Only the lines holding "targetAttribute" are wanted; find them in the listing and return each one.
*** RECORDS TO PROCESS Section Begins ***
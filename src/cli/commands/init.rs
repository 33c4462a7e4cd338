use std::{fs, path::Path};

use anyhow::Result;
use colored::Colorize;

use crate::cli::{exit_status::ExitStatus, report::SUCCESS_MARK};
use crate::config::{CONFIG_FILE_NAME, default_config_json};

pub fn init() -> Result<ExitStatus> {
    let config_path = Path::new(CONFIG_FILE_NAME);

    if config_path.exists() {
        eprintln!("{} {} already exists", "error:".bold().red(), CONFIG_FILE_NAME);
        return Ok(ExitStatus::Failure);
    }

    fs::write(config_path, default_config_json()? + "\n")?;
    println!(
        "{} {}",
        SUCCESS_MARK.green(),
        format!("Created {}", CONFIG_FILE_NAME).green()
    );

    Ok(ExitStatus::Success)
}
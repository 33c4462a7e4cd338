use phrasebook::mcp::{
    PhrasebookMcpServer,
    types::{GetConfigParams, GetLocalesParams},
};
use rmcp::handler::server::wrapper::Parameters;
use serde_json::json;

use crate::{McpTestFixture, extract_tool_result_json, fixture_multi_locale};

// ============================================================================
// get_config tests
// ============================================================================

#[tokio::test]
async fn test_get_config_defaults() {
    let fixture = McpTestFixture::with_messages(vec![("en", json!({}))]).unwrap();
    let server = PhrasebookMcpServer::new();

    let params = Parameters(GetConfigParams {
        project_root_path: fixture.root(),
    });

    let result = server.get_config(params).await.unwrap();
    let json_result = extract_tool_result_json(&result);

    assert_eq!(json_result["fromFile"], false);
    assert_eq!(json_result["config"]["messagesRoot"], "./messages");
    assert_eq!(json_result["config"]["targetAttribute"], "phrase");
    assert_eq!(json_result["config"]["quiet"], false);
    assert!(json_result["config"]["defaultLocale"].is_null());
}

#[tokio::test]
async fn test_get_config_from_file() {
    let fixture = McpTestFixture::new().unwrap();
    fixture
        .write_config(&json!({
            "messagesRoot": "locales",
            "defaultLocale": "de",
            "removeAttributesOnRender": true
        }))
        .unwrap();

    let server = PhrasebookMcpServer::new();
    let params = Parameters(GetConfigParams {
        project_root_path: fixture.root(),
    });

    let result = server.get_config(params).await.unwrap();
    let json_result = extract_tool_result_json(&result);

    assert_eq!(json_result["fromFile"], true);
    assert_eq!(json_result["config"]["messagesRoot"], "locales");
    assert_eq!(json_result["config"]["defaultLocale"], "de");
    assert_eq!(json_result["config"]["removeAttributesOnRender"], true);
}

#[tokio::test]
async fn test_get_config_invalid_file_is_error() {
    let fixture = McpTestFixture::new().unwrap();
    fixture.write_config(&json!({"targetAttribute": ""})).unwrap();

    let server = PhrasebookMcpServer::new();
    let params = Parameters(GetConfigParams {
        project_root_path: fixture.root(),
    });

    assert!(server.get_config(params).await.is_err());
}

// ============================================================================
// get_locales tests
// ============================================================================

#[tokio::test]
async fn test_get_locales_multi() {
    let fixture = fixture_multi_locale().unwrap();
    let server = PhrasebookMcpServer::new();

    let params = Parameters(GetLocalesParams {
        project_root_path: fixture.root(),
    });

    let result = server.get_locales(params).await.unwrap();
    let json_result = extract_tool_result_json(&result);

    let locales = json_result["locales"].as_array().unwrap();
    assert_eq!(locales.len(), 2);
    assert_eq!(locales[0]["locale"], "de");
    assert_eq!(locales[0]["keyCount"], 2);
    assert_eq!(locales[1]["locale"], "en");
    assert_eq!(locales[1]["keyCount"], 3);
    assert!(
        locales[1]["filePath"]
            .as_str()
            .unwrap()
            .ends_with("en.json")
    );
    assert_eq!(json_result["currentLocale"], "de");
    assert_eq!(json_result["messagesRoot"], "./messages");
}

#[tokio::test]
async fn test_get_locales_default_locale_from_config() {
    let fixture = fixture_multi_locale().unwrap();
    fixture.write_config(&json!({"defaultLocale": "EN"})).unwrap();
    let server = PhrasebookMcpServer::new();

    let params = Parameters(GetLocalesParams {
        project_root_path: fixture.root(),
    });

    let result = server.get_locales(params).await.unwrap();
    let json_result = extract_tool_result_json(&result);

    assert_eq!(json_result["currentLocale"], "en");
}

#[tokio::test]
async fn test_get_locales_reports_broken_files() {
    let fixture = McpTestFixture::with_messages(vec![("en", json!({"a": "A"}))]).unwrap();
    fixture.write_raw_message_file("fr.json", "{ broken").unwrap();
    let server = PhrasebookMcpServer::new();

    let params = Parameters(GetLocalesParams {
        project_root_path: fixture.root(),
    });

    let result = server.get_locales(params).await.unwrap();
    let json_result = extract_tool_result_json(&result);

    assert_eq!(json_result["locales"].as_array().unwrap().len(), 1);
    let warnings = json_result["warnings"].as_array().unwrap();
    assert_eq!(warnings.len(), 1);
    assert!(warnings[0]["filePath"].as_str().unwrap().ends_with("fr.json"));
}

#[tokio::test]
async fn test_get_locales_without_messages_dir() {
    let fixture = McpTestFixture::new().unwrap();
    fixture.write_config(&json!({"messagesRoot": "nowhere"})).unwrap();
    let server = PhrasebookMcpServer::new();

    let params = Parameters(GetLocalesParams {
        project_root_path: fixture.root(),
    });

    let result = server.get_locales(params).await.unwrap();
    let json_result = extract_tool_result_json(&result);

    assert!(json_result["locales"].as_array().unwrap().is_empty());
    assert!(json_result["currentLocale"].is_null());
}
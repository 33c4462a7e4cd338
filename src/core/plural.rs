//! Numeric variant selection by closest lower bound.
//!
//! A [`VariantMap`] holds author-defined thresholds rather than CLDR
//! categories: `{0: "none", 1: "one", 5: "several", 10: "many"}` maps a count
//! of 7 to the `5` bucket.

use std::collections::BTreeMap;

use super::error::MalformedReason;

/// Non-empty mapping from non-negative integer thresholds to phrase text.
#[derive(Debug, Clone, PartialEq, Eq)]
pub struct VariantMap {
    variants: BTreeMap<u64, String>,
}

impl VariantMap {
    /// Build a map from string keys, as they appear in dictionary files.
    ///
    /// Fails if any key is not a non-negative integer or if there are no
    /// entries at all.
    pub fn from_entries<I, K, V>(entries: I) -> Result<Self, MalformedReason>
    where
        I: IntoIterator<Item = (K, V)>,
        K: AsRef<str>,
        V: Into<String>,
    {
        let mut variants = BTreeMap::new();
        for (key, value) in entries {
            let key = key.as_ref();
            let threshold = parse_threshold(key).ok_or_else(|| MalformedReason::NonNumericKey {
                key: key.to_string(),
            })?;
            variants.insert(threshold, value.into());
        }
        if variants.is_empty() {
            return Err(MalformedReason::EmptyVariants);
        }
        Ok(Self { variants })
    }

    /// Build a map from numeric thresholds.
    pub fn from_thresholds<I, V>(entries: I) -> Result<Self, MalformedReason>
    where
        I: IntoIterator<Item = (u64, V)>,
        V: Into<String>,
    {
        let variants: BTreeMap<u64, String> = entries
            .into_iter()
            .map(|(threshold, value)| (threshold, value.into()))
            .collect();
        if variants.is_empty() {
            return Err(MalformedReason::EmptyVariants);
        }
        Ok(Self { variants })
    }

    /// Pick the variant for `count`.
    ///
    /// The greatest threshold `<= count` wins; a count below every threshold
    /// falls back to the smallest one.
    pub fn select(&self, count: Option<f64>) -> &str {
        let count = normalize_count(count);
        let chosen = if count < 0.0 {
            None
        } else {
            // Saturating cast: fractional counts floor, huge counts clamp.
            let bound = count.floor() as u64;
            self.variants.range(..=bound).next_back()
        };

        chosen
            .or_else(|| self.variants.iter().next())
            .map(|(_, text)| text.as_str())
            .unwrap_or_default()
    }

    /// Text stored under exactly `key`, as written in a dictionary file.
    pub fn get(&self, key: &str) -> Option<&str> {
        let threshold = parse_threshold(key)?;
        if threshold.to_string() != key {
            return None;
        }
        self.variants.get(&threshold).map(String::as_str)
    }

    pub fn len(&self) -> usize {
        self.variants.len()
    }

    pub fn is_empty(&self) -> bool {
        self.variants.is_empty()
    }

    /// Thresholds and their text, ascending.
    pub fn iter(&self) -> impl Iterator<Item = (u64, &str)> {
        self.variants
            .iter()
            .map(|(threshold, text)| (*threshold, text.as_str()))
    }
}

/// Apply the singular default: a missing count means `1`, while an explicit
/// `0` stays `0`.
pub fn normalize_count(count: Option<f64>) -> f64 {
    match count {
        Some(c) if c == 0.0 => 0.0,
        Some(c) if c.is_nan() => 1.0,
        Some(c) => c,
        None => 1.0,
    }
}

fn parse_threshold(key: &str) -> Option<u64> {
    if key.is_empty() || !key.bytes().all(|b| b.is_ascii_digit()) {
        return None;
    }
    key.parse().ok()
}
*** RECORDS TO PROCESS Section Ends ***
(SOLVED EXERCISE):
    assert_eq!(json_result["config"]["targetAttribute"], "phrase");
    fixture.write_config(&json!({"targetAttribute": ""})).unwrap();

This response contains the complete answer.